• **AVAILABLE DATA**:
┄┄┄┄┄┄

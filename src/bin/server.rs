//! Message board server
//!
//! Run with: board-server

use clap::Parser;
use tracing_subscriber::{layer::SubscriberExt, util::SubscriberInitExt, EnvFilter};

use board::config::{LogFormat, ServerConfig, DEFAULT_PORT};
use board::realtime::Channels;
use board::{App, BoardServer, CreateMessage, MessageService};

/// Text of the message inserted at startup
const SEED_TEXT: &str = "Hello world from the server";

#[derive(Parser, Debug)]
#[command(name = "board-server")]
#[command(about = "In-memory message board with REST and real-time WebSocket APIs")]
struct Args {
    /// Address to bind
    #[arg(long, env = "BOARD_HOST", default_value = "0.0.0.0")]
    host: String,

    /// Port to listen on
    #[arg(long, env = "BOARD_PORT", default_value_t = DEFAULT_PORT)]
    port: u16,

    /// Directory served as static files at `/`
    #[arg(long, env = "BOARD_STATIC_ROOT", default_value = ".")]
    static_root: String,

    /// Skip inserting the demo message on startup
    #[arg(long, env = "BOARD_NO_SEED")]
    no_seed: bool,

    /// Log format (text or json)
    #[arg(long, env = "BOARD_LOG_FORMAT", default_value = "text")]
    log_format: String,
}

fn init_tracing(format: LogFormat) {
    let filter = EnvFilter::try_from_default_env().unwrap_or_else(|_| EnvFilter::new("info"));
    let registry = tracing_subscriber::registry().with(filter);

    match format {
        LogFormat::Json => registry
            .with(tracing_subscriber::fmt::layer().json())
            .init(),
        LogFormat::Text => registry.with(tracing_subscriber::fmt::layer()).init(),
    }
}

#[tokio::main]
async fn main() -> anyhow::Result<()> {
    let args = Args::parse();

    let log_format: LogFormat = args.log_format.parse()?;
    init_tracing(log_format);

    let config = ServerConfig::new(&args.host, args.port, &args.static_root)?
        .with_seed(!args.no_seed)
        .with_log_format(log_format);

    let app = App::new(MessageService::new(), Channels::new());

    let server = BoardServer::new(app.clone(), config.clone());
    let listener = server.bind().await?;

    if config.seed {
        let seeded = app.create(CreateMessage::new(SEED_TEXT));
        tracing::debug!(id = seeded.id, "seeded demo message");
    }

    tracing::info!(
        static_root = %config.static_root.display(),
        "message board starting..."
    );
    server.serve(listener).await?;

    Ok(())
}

┄┄┄┄┄┄

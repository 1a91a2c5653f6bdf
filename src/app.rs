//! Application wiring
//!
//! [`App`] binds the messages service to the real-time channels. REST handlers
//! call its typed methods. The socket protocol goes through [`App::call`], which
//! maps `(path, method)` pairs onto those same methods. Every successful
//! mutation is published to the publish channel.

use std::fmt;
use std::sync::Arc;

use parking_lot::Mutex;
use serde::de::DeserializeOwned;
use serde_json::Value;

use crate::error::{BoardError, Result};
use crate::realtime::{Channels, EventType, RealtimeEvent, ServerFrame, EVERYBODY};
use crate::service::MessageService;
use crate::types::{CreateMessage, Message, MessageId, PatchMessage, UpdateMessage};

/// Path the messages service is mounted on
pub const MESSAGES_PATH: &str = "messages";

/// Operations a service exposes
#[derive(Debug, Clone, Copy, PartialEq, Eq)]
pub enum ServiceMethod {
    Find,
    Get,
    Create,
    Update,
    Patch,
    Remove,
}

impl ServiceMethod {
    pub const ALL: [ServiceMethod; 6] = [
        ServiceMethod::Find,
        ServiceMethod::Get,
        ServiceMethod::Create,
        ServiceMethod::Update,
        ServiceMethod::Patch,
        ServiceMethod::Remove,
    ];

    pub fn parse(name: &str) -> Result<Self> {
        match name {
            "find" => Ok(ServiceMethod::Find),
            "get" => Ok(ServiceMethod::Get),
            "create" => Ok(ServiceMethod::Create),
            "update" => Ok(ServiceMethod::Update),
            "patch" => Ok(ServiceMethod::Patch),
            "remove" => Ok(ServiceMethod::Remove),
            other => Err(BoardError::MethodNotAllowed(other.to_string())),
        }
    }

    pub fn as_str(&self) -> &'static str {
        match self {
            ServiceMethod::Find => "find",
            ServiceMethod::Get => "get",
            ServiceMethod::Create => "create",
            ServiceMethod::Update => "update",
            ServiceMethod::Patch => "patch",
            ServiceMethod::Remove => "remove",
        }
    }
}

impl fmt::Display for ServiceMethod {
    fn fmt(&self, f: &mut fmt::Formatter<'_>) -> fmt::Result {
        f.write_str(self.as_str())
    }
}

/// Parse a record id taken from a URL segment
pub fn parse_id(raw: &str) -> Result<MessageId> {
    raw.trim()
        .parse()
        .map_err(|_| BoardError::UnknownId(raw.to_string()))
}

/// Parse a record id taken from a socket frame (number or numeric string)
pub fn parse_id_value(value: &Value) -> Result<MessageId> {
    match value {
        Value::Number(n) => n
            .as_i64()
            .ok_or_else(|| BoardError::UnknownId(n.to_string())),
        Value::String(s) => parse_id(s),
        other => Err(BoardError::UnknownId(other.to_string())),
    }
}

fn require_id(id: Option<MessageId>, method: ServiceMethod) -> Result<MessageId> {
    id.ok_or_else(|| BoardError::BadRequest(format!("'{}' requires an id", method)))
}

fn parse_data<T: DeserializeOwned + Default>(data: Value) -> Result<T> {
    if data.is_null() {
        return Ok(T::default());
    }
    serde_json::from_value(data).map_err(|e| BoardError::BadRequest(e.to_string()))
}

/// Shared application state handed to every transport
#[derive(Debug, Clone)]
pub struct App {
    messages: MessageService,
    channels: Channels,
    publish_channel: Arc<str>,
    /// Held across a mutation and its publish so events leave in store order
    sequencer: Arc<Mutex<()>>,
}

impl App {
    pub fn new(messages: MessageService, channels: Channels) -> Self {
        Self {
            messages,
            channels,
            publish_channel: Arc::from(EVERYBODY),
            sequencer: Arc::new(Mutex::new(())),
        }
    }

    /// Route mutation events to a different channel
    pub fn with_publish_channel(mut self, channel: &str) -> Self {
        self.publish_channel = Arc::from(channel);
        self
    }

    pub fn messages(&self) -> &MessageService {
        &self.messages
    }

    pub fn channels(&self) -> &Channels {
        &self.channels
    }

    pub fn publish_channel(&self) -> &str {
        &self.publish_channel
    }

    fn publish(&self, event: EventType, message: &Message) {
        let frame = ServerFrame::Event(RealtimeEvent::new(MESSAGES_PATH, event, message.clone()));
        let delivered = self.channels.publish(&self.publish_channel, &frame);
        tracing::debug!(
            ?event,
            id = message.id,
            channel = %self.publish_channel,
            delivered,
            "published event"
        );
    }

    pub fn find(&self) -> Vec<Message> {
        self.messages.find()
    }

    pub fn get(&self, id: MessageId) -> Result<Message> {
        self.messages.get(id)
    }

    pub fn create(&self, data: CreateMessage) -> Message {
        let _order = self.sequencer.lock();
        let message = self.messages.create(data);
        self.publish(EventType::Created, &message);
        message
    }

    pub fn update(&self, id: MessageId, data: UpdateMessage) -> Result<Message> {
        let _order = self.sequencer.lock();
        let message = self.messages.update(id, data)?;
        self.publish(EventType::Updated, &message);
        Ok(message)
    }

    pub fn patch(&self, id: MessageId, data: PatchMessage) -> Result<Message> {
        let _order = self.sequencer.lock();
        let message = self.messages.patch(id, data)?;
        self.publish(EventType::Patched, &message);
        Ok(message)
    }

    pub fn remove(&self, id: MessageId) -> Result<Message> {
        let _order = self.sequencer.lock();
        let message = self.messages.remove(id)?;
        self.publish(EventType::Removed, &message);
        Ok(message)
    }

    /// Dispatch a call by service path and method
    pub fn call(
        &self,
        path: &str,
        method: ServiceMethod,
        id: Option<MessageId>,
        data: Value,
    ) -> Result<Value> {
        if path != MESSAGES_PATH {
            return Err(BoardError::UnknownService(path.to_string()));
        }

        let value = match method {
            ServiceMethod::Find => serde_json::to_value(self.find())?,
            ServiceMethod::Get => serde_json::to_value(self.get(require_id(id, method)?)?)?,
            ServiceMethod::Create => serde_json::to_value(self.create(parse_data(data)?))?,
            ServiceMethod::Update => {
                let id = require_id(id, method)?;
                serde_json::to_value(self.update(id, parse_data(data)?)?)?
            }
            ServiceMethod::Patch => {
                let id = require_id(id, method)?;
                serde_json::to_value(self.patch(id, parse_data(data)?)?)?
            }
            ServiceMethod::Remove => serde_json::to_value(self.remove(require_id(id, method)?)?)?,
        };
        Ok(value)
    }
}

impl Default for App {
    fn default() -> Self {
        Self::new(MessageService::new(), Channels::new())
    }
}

┄┄┄┄┄┄

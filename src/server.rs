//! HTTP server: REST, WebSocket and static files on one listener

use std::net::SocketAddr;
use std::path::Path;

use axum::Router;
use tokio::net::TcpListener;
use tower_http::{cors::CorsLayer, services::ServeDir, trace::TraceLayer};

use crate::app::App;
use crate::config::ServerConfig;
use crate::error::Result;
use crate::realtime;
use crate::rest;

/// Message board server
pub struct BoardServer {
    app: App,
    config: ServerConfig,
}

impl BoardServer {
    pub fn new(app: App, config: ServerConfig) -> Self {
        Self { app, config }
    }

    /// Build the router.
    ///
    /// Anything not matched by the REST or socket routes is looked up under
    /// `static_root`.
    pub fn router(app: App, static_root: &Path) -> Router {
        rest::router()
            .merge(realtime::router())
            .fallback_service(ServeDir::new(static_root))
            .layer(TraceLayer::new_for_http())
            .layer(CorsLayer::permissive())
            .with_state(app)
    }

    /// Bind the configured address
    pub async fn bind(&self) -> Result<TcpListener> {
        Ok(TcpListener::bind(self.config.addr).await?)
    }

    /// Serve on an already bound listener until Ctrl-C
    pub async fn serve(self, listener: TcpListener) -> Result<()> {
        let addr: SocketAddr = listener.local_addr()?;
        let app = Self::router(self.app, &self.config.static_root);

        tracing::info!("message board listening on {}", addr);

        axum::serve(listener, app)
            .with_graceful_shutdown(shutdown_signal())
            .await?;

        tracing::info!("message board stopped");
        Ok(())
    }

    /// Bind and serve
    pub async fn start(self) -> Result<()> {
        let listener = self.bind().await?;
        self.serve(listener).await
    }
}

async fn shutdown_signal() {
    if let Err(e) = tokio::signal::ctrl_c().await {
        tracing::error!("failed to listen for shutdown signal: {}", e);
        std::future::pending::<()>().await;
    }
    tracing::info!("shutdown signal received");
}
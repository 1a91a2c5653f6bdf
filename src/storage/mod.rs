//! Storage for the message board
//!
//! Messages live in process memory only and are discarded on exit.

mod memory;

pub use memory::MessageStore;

┄┄┄┄┄┄

• **WHAT YOU NEED TO DO**:
Everything from the line with "let app = Self::router(self.app, &self.config.static_root);" through the line with "pub use memory::MessageStore;" in the listing above must be retyped exactly, with nothing added.

• **RESULT BELOW**:
        let app = Self::router(self.app, &self.config.static_root);

        tracing::info!("message board listening on {}", addr);

        axum::serve(listener, app)
            .with_graceful_shutdown(shutdown_signal())
            .await?;

        tracing::info!("message board stopped");
        Ok(())
    }

    /// Bind and serve
    pub async fn start(self) -> Result<()> {
        let listener = self.bind().await?;
        self.serve(listener).await
    }
}

async fn shutdown_signal() {
    if let Err(e) = tokio::signal::ctrl_c().await {
        tracing::error!("failed to listen for shutdown signal: {}", e);
        std::future::pending::<()>().await;
    }
    tracing::info!("shutdown signal received");
}
repository 1a91a2c5653f6bdf
filename src/storage/mod.rs
//! Storage for the message board
//!
//! Messages live in process memory only and are discarded on exit.

mod memory;

pub use memory::MessageStore;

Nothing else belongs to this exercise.